* **Dataset extract**

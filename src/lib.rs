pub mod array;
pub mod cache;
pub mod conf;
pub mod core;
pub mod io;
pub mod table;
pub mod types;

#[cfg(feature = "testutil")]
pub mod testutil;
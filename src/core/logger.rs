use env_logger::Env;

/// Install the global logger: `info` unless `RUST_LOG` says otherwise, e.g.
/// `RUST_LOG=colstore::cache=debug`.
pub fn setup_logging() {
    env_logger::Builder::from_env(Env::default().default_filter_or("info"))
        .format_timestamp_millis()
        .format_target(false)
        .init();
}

* **Exercise aim**
Up to and including the last line of the data, copy each line exactly, starting with the line that contains "pub mod io;".

* **The completed task**
pub mod io;
pub mod table;
pub mod types;

#[cfg(feature = "testutil")]
pub mod testutil;
filename src/core/logger.rs
use env_logger::Env;

/// Install the global logger: `info` unless `RUST_LOG` says otherwise, e.g.
/// `RUST_LOG=colstore::cache=debug`.
pub fn setup_logging() {
    env_logger::Builder::from_env(Env::default().default_filter_or("info"))
        .format_timestamp_millis()
        .format_target(false)
        .init();
}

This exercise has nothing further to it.